## [Problem description]
Within the records below, filter for lines carrying the word "that" and copy them.

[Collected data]
***
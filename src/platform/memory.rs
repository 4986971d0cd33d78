// src/platform/memory.rs
//! In-memory loopback platform
//!
//! Deterministic implementations of every host capability. Frames are
//! pushed by hand through the stream feeder, permission outcomes are
//! scripted, and every call into the platform is recorded for inspection.

use crate::capture::crop::Rect;
use crate::capture::session::{CaptureDenial, DisplayCapture, DisplayMediaRequest};
use crate::capture::stream::{Frame, MediaStream, StreamFeeder, StreamSettings};
use crate::interaction::recorder::InteractionHost;
use crate::orchestrator::AdContentHost;
use crate::recording::encoder::{EncoderFactory, EncoderOptions, FrameEncoder};
use crate::replay::target::{ContentDocument, ElementHandle, ReplayTarget, SyntheticEvent};
use crate::utils::errors::{EngineError, Result};
use async_trait::async_trait;
use bytes::{BufMut, Bytes, BytesMut};
use parking_lot::Mutex;
use std::sync::atomic::{AtomicBool, AtomicU64, AtomicUsize, Ordering};
use std::sync::Arc;
use std::time::Duration;
use tokio::time::Instant;
use tracing::debug;

/// Scripted outcome of the next permission dialogs
#[derive(Debug, Clone, PartialEq, Eq)]
pub enum PermissionScript {
    Grant,

    /// Grant after the user hesitates
    GrantAfter(Duration),

    Decline,

    /// The platform fails to start capture
    Fail(String),
}

/// Display capture backed by hand-fed streams
pub struct MemoryDisplayCapture {
    settings: StreamSettings,
    supported: bool,
    script: Mutex<PermissionScript>,
    requests: Mutex<Vec<DisplayMediaRequest>>,
    feeders: Mutex<Vec<StreamFeeder>>,
    next_id: AtomicU64,
}

impl MemoryDisplayCapture {
    /// Grants every request with streams of the given shape
    pub fn new(settings: StreamSettings) -> Self {
        Self {
            settings,
            supported: true,
            script: Mutex::new(PermissionScript::Grant),
            requests: Mutex::new(Vec::new()),
            feeders: Mutex::new(Vec::new()),
            next_id: AtomicU64::new(1),
        }
    }

    /// An environment without screen capture
    pub fn unsupported() -> Self {
        Self {
            supported: false,
            ..Self::new(StreamSettings {
                width: 0,
                height: 0,
                frame_rate: 0,
            })
        }
    }

    /// Set the outcome of subsequent requests
    pub fn script(&self, script: PermissionScript) {
        *self.script.lock() = script;
    }

    /// Every request made so far
    pub fn requests(&self) -> Vec<DisplayMediaRequest> {
        self.requests.lock().clone()
    }

    /// Producer side of the most recently granted stream
    pub fn last_feeder(&self) -> Option<StreamFeeder> {
        self.feeders.lock().last().cloned()
    }

    /// Consumer side of the most recently granted stream
    pub fn last_stream(&self) -> Option<MediaStream> {
        self.feeders.lock().last().map(StreamFeeder::stream)
    }
}

#[async_trait]
impl DisplayCapture for MemoryDisplayCapture {
    fn is_supported(&self) -> bool {
        self.supported
    }

    async fn request_display_media(
        &self,
        request: &DisplayMediaRequest,
    ) -> std::result::Result<MediaStream, CaptureDenial> {
        self.requests.lock().push(*request);
        let script = self.script.lock().clone();

        match script {
            PermissionScript::Grant => {}
            PermissionScript::GrantAfter(delay) => tokio::time::sleep(delay).await,
            PermissionScript::Decline => return Err(CaptureDenial::Declined),
            PermissionScript::Fail(reason) => return Err(CaptureDenial::Failed(reason)),
        }

        let id = self.next_id.fetch_add(1, Ordering::Relaxed);
        let (feeder, stream) = MediaStream::channel(
            format!("display-{}", id),
            self.settings,
            request.capture_audio,
        );
        self.feeders.lock().push(feeder);
        debug!("Granted display stream display-{}", id);
        Ok(stream)
    }
}

/// Size of one record written by [`MemoryEncoder`]
pub const RECORD_LEN: usize = 16;

/// Encoder that writes a fixed-size index record per frame
///
/// Record layout (little endian): sequence `u64`, width `u32`, height `u32`.
pub struct MemoryEncoder {
    started: bool,
    finished: bool,
    buffer: BytesMut,
    started_counter: Arc<AtomicUsize>,
}

impl FrameEncoder for MemoryEncoder {
    fn start(&mut self) -> Result<()> {
        if self.started {
            return Err(EngineError::InvalidState("encoder already started".into()));
        }
        self.started = true;
        self.started_counter.fetch_add(1, Ordering::SeqCst);
        Ok(())
    }

    fn encode(&mut self, frame: &Frame) -> Result<()> {
        if !self.started || self.finished {
            return Err(EngineError::EncodingFailed("encoder is not running".into()));
        }
        self.buffer.reserve(RECORD_LEN);
        self.buffer.put_u64_le(frame.sequence);
        self.buffer.put_u32_le(frame.width);
        self.buffer.put_u32_le(frame.height);
        Ok(())
    }

    fn take_chunk(&mut self) -> Result<Option<Bytes>> {
        if self.buffer.is_empty() {
            return Ok(None);
        }
        Ok(Some(self.buffer.split().freeze()))
    }

    fn finish(&mut self) -> Result<Option<Bytes>> {
        self.finished = true;
        self.take_chunk()
    }
}

/// Encoder factory with a fixed set of supported mime types
pub struct MemoryEncoderFactory {
    supported: Vec<String>,
    created: AtomicUsize,
    started: Arc<AtomicUsize>,
    options: Mutex<Vec<EncoderOptions>>,
}

impl MemoryEncoderFactory {
    pub fn new(supported: &[&str]) -> Self {
        Self {
            supported: supported.iter().map(|s| s.to_string()).collect(),
            created: AtomicUsize::new(0),
            started: Arc::new(AtomicUsize::new(0)),
            options: Mutex::new(Vec::new()),
        }
    }

    /// Encoders constructed so far
    pub fn created(&self) -> usize {
        self.created.load(Ordering::SeqCst)
    }

    /// Encoders that were actually started
    pub fn started(&self) -> usize {
        self.started.load(Ordering::SeqCst)
    }

    /// Options passed to each `create` call
    pub fn options(&self) -> Vec<EncoderOptions> {
        self.options.lock().clone()
    }
}

impl EncoderFactory for MemoryEncoderFactory {
    fn is_type_supported(&self, mime_type: &str) -> bool {
        self.supported.iter().any(|s| s == mime_type)
    }

    fn create(
        &self,
        stream: &StreamSettings,
        options: &EncoderOptions,
    ) -> Result<Box<dyn FrameEncoder>> {
        if !self.is_type_supported(&options.mime_type) {
            return Err(EngineError::UnsupportedEnvironment(format!(
                "unsupported mime type {}",
                options.mime_type
            )));
        }
        if stream.width == 0 || stream.height == 0 {
            return Err(EngineError::EncodingFailed(format!(
                "cannot encode a {}x{} stream",
                stream.width, stream.height
            )));
        }

        self.created.fetch_add(1, Ordering::SeqCst);
        self.options.lock().push(options.clone());
        Ok(Box::new(MemoryEncoder {
            started: false,
            finished: false,
            buffer: BytesMut::new(),
            started_counter: Arc::clone(&self.started),
        }))
    }
}

/// One event delivered to a [`MemoryContentDocument`]
#[derive(Debug, Clone, PartialEq)]
pub struct DispatchRecord {
    pub target: ElementHandle,
    pub event: SyntheticEvent,
    pub at: Instant,
}

#[derive(Debug, Clone)]
struct MemoryElement {
    handle: ElementHandle,
    locator: String,
    bounds: Rect,
}

/// Content document with rectangular elements addressed by locator
pub struct MemoryContentDocument {
    bounds: Rect,
    elements: Mutex<Vec<MemoryElement>>,
    dispatched: Mutex<Vec<DispatchRecord>>,
    scroll: Mutex<(f64, f64)>,
    next_handle: AtomicU64,
}

impl MemoryContentDocument {
    const ROOT: ElementHandle = ElementHandle(0);

    pub fn new(width: f64, height: f64) -> Self {
        Self {
            bounds: Rect::new(0.0, 0.0, width, height),
            elements: Mutex::new(Vec::new()),
            dispatched: Mutex::new(Vec::new()),
            scroll: Mutex::new((0.0, 0.0)),
            next_handle: AtomicU64::new(1),
        }
    }

    /// Add an element on top of existing ones
    pub fn add_element(
        &self,
        locator: impl Into<String>,
        x: f64,
        y: f64,
        width: f64,
        height: f64,
    ) -> ElementHandle {
        let handle = ElementHandle(self.next_handle.fetch_add(1, Ordering::Relaxed));
        self.elements.lock().push(MemoryElement {
            handle,
            locator: locator.into(),
            bounds: Rect::new(x, y, width, height),
        });
        handle
    }

    /// Everything dispatched so far, in order
    pub fn dispatched(&self) -> Vec<DispatchRecord> {
        self.dispatched.lock().clone()
    }

    /// Current `(top, left)` scroll offset
    pub fn scroll_position(&self) -> (f64, f64) {
        *self.scroll.lock()
    }
}

impl ContentDocument for MemoryContentDocument {
    fn query_locator(&self, locator: &str) -> Option<ElementHandle> {
        self.elements
            .lock()
            .iter()
            .find(|e| e.locator == locator)
            .map(|e| e.handle)
    }

    fn element_from_point(&self, x: f64, y: f64) -> Option<ElementHandle> {
        if !self.bounds.contains(x, y) {
            return None;
        }
        let topmost = self
            .elements
            .lock()
            .iter()
            .rev()
            .find(|e| e.bounds.contains(x, y))
            .map(|e| e.handle);
        Some(topmost.unwrap_or(Self::ROOT))
    }

    fn root(&self) -> ElementHandle {
        Self::ROOT
    }

    fn dispatch(&self, target: ElementHandle, event: SyntheticEvent) {
        self.dispatched.lock().push(DispatchRecord {
            target,
            event,
            at: Instant::now(),
        });
    }

    fn scroll_to(&self, top: f64, left: f64) {
        *self.scroll.lock() = (top.max(0.0), left.max(0.0));
    }
}

/// Replay target whose document may be inaccessible
pub struct MemoryReplayTarget {
    document: Option<Arc<MemoryContentDocument>>,
    accessible: bool,
}

impl MemoryReplayTarget {
    pub fn same_origin(document: Arc<MemoryContentDocument>) -> Self {
        Self {
            document: Some(document),
            accessible: true,
        }
    }

    pub fn cross_origin(document: Arc<MemoryContentDocument>) -> Self {
        Self {
            document: Some(document),
            accessible: false,
        }
    }

    /// Content that has not loaded yet
    pub fn unloaded() -> Self {
        Self {
            document: None,
            accessible: true,
        }
    }
}

impl ReplayTarget for MemoryReplayTarget {
    fn content(&self) -> Option<Arc<dyn ContentDocument>> {
        if !self.accessible {
            return None;
        }
        self.document
            .as_ref()
            .map(|d| Arc::clone(d) as Arc<dyn ContentDocument>)
    }
}

/// Host window that counts overlay and focus calls
#[derive(Debug, Default)]
pub struct MemoryInteractionHost {
    overlay_shown: AtomicUsize,
    overlay_hidden: AtomicUsize,
    focus_calls: AtomicUsize,
    overlay_bounds: Mutex<Option<Rect>>,
}

impl MemoryInteractionHost {
    pub fn overlay_shown(&self) -> usize {
        self.overlay_shown.load(Ordering::SeqCst)
    }

    pub fn overlay_hidden(&self) -> usize {
        self.overlay_hidden.load(Ordering::SeqCst)
    }

    pub fn focus_calls(&self) -> usize {
        self.focus_calls.load(Ordering::SeqCst)
    }

    /// Bounds of the currently shown overlay
    pub fn overlay_bounds(&self) -> Option<Rect> {
        *self.overlay_bounds.lock()
    }
}

impl InteractionHost for MemoryInteractionHost {
    fn show_overlay(&self, bounds: Rect) {
        self.overlay_shown.fetch_add(1, Ordering::SeqCst);
        *self.overlay_bounds.lock() = Some(bounds);
    }

    fn hide_overlay(&self) {
        self.overlay_hidden.fetch_add(1, Ordering::SeqCst);
        *self.overlay_bounds.lock() = None;
    }

    fn focus_window(&self) {
        self.focus_calls.fetch_add(1, Ordering::SeqCst);
    }
}

/// Ad content with a ready flag and scriptable reloads
#[derive(Debug)]
pub struct MemoryAdContent {
    ready: AtomicBool,
    reload_failure: Mutex<Option<String>>,
    reloads: Mutex<Vec<Instant>>,
}

impl MemoryAdContent {
    pub fn new(ready: bool) -> Self {
        Self {
            ready: AtomicBool::new(ready),
            reload_failure: Mutex::new(None),
            reloads: Mutex::new(Vec::new()),
        }
    }

    pub fn set_ready(&self, ready: bool) {
        self.ready.store(ready, Ordering::SeqCst);
    }

    /// Make the next reload fail with `reason`
    pub fn fail_next_reload(&self, reason: impl Into<String>) {
        *self.reload_failure.lock() = Some(reason.into());
    }

    pub fn reload_count(&self) -> usize {
        self.reloads.lock().len()
    }

    /// When each reload was triggered
    pub fn reload_times(&self) -> Vec<Instant> {
        self.reloads.lock().clone()
    }
}

#[async_trait]
impl AdContentHost for MemoryAdContent {
    fn is_ready(&self) -> bool {
        self.ready.load(Ordering::SeqCst)
    }

    async fn reload(&self) -> Result<()> {
        self.reloads.lock().push(Instant::now());
        match self.reload_failure.lock().take() {
            Some(reason) => Err(EngineError::InvalidState(format!("reload failed: {}", reason))),
            None => Ok(()),
        }
    }
}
***
## [Answer box]
/// Encoder that writes a fixed-size index record per frame
    /// Encoders that were actually started
    /// Content that has not loaded yet
/// Host window that counts overlay and focus calls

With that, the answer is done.